Back in early December 2014, I tackled a rather poorly-argued screed by Andrew Lohse over at Time magazine's Ideas blog about the liberal writers call to abolish fraternities, insisting they were irredeemably linked to antebellum slavery. Fast forward to today -- nearly two weeks after the infamous video of SAE brothers in Oklahoma singing a chanting a racist song.

This time Lohse is rehashing the same argument at MSNBC.com explaining "Why fraternities need to be abolished": 

These incidents aren’t outliers or cases of individual impropriety, but data points in a clear historical pattern showing the fraternity system to be a structurally flawed vestige of the 19th century. Simply put, fraternities need to be abolished.

The idea that Greek organizations can self-reform or self-regulate – especially on an issue as crucial as campus sexual assault – is as ludicrous as arguing that Goldman Sachs should run the SEC. After all, a much-cited 2007 study showed that fraternity members are 300% more likely to commit rape than non-affiliated students. This study wasn’t an outlier, but the third of its kind confirming the same data. 

Expanding sororities to counterbalance the power of frats is no solution, either. Numerous studies have shown that sorority membership is a clear risk factor for sexual assault, especially an assault involving drug or alcohol coercion – a Harvard School of Public Health study indicates that even just living in a sorority house made a woman three times more likely to be raped.

To Lohse's mind, the answer is not sensible regulation -- both by frats themselves and by campus authorities -- but outlawing the organizations. Lohse made sure to work in other boutique left-wing justifications -- income inequality, for example -- and to compare frats to violent biker gangs or the mafia in order to bolster his call for banning Greek life on American colleges (emphases mine):

How can we expect higher education to be a ladder of opportunity for all students if neither universities nor the federal government can ensure basic safety by eradicating the hostile environment that is privileged, perpetuated, and protected by these organizations?

As a former member of Dartmouth College’s SAE – a house notorious for its foul hazing – I’ve witnessed how the hyper-masculine groupthink that supposedly builds a fraternity “brotherhood” is the same cult psychology that teaches young men to do things they’d never do on their own.

These organizations’ flaws are systemic, and the symptoms can’t be comfortably reduced to questions of individual behavior. No frat bro exists in a vacuum. Not to mention how these organizations use secrecy to evade scrutiny, the “philanthropy defense” to get themselves excused, and Washington, D.C. lobbying to suppress any reforms.

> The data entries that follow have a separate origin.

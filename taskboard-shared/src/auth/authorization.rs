/// Ownership checks for projects and tasks
///
/// Every project belongs to one user and every task to one project, so
/// access is decided by walking that chain back to the session user:
///
/// 1. **Existence**: a missing record fails with [`AuthzError::NotFound`]
/// 2. **Ownership**: a record owned by someone else fails with [`AuthzError::Forbidden`]
///
/// The existence check runs first, so a non-owner learns that the record
/// exists.
///
/// # Example
///
/// ```no_run
/// use taskboard_shared::auth::authorization::{authorize_project, AuthzError};
/// use sqlx::SqlitePool;
///
/// async fn rename(pool: &SqlitePool, user_id: i64, project_id: i64) -> Result<(), AuthzError> {
///     let project = authorize_project(pool, project_id, user_id).await?;
///     println!("{} may edit {}", user_id, project.name);
///     Ok(())
/// }
/// ```

use sqlx::{Executor, Sqlite};
use std::fmt;

use crate::models::project::Project;
use crate::models::task::Task;

/// Kind of record an ownership check was about
#[derive(Debug, Clone, Copy, PartialEq, Eq)]
pub enum Resource {
    Project,
    Task,
}

impl fmt::Display for Resource {
    fn fmt(&self, f: &mut fmt::Formatter<'_>) -> fmt::Result {
        match self {
            Resource::Project => f.write_str("Project"),
            Resource::Task => f.write_str("Task"),
        }
    }
}

/// Error type for authorization checks
#[derive(Debug, thiserror::Error)]
pub enum AuthzError {
    /// The record does not exist
    #[error("{0} not found")]
    NotFound(Resource),

    /// The record exists but belongs to another user
    #[error("Unauthorized access")]
    Forbidden,

    /// Database error
    #[error("Database error: {0}")]
    DatabaseError(#[from] sqlx::Error),
}

/// Checks that `owner_id` is the acting user
pub fn require_owner(owner_id: i64, user_id: i64) -> Result<(), AuthzError> {
    if owner_id == user_id {
        Ok(())
    } else {
        Err(AuthzError::Forbidden)
    }
}

/// Loads a project the user owns
///
/// # Errors
///
/// - `NotFound(Project)` if no project has this ID
/// - `Forbidden` if the project belongs to another user
pub async fn authorize_project<'e, E>(
    executor: E,
    project_id: i64,
    user_id: i64,
) -> Result<Project, AuthzError>
where
    E: Executor<'e, Database = Sqlite>,
{
    let project = Project::find_by_id(executor, project_id)
        .await?
        .ok_or(AuthzError::NotFound(Resource::Project))?;

    require_owner(project.user_id, user_id)?;

    Ok(project)
}

/// Loads a task whose project the user owns
///
/// # Errors
///
/// - `NotFound(Task)` if no task has this ID
/// - `Forbidden` if the task's project belongs to another user
pub async fn authorize_task<'e, E>(
    executor: E,
    task_id: i64,
    user_id: i64,
) -> Result<Task, AuthzError>
where
    E: Executor<'e, Database = Sqlite>,
{
    let owned = Task::find_with_owner(executor, task_id)
        .await?
        .ok_or(AuthzError::NotFound(Resource::Task))?;

    require_owner(owned.owner_id, user_id)?;

    Ok(owned.task)
}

Fraternities are big business. They own and operate more than $3 billion worth of real estate and take in more than $150 million of tax-free revenue each year. They’re represented by sophisticated trade organizations and a political action committee, FratPAC, that in 2013 succeeded in killing a piece of desperately-needed anti-hazing legislation in Congress.

Believe it or not, we don’t need fraternities to raise money for philanthropic causes. Corporations, religious organizations, non-profits, and student service groups easily produce a greater social good without the obvious human cost inherent to exclusionary, sex-segregated clubs built around binge drinking and hazing. Unlike fraternities, neither the Salvation Army nor the United Way have ever beaten one of their volunteers to death or left them to die of alcohol poisoning with their hands zip-tied after an initiation. 

The “philanthropy defense” is a diversion. It always has been. The best available data puts Greeks’ collective charitable giving at about $7 million a year – a statistical anomaly compared to the more than $300 billion donated in America in sum total. Why do frat apologists believe that a small amount – or any amount – of philanthropy can wipe away the stain of repeated hazing deaths? Why do they argue that a few bake sales outweigh the rigorous research and high-profile documentaries like “The Hunting Ground”  that show fraternities to be drivers of rape culture on campus?

To be clear, fraternities aren’t the only sketchy organization to use philanthropy to cover for other activities. Hell’s Angels donates toys to underprivileged children every year – but the Department of Justice still considers them an organized crime syndicate. Apparently, they just don’t have good lobbyists. Why do we excuse some systems of organized crime, but censure others? It’s not just white privilege, but something else ingrained in American life – classism, sexism, elitism, and the fact that a different set of rules exist for the rich, their progeny, and their secret clubs.

Rather than taking personal responsibility for his sins as a drunken frat boy, Lohse seems intent on casting himself, ultimately, as the victim of a Greek system which is intrinsically evil and hence irredeemable. And hence his crusade against freedom of association on American college campuses. 

Lohse is entitled to his opinion, however extreme it may be, but it is telling that MSNBC would give him a platform for such a clumsily argued, invective-spewing radical leftist hit piece.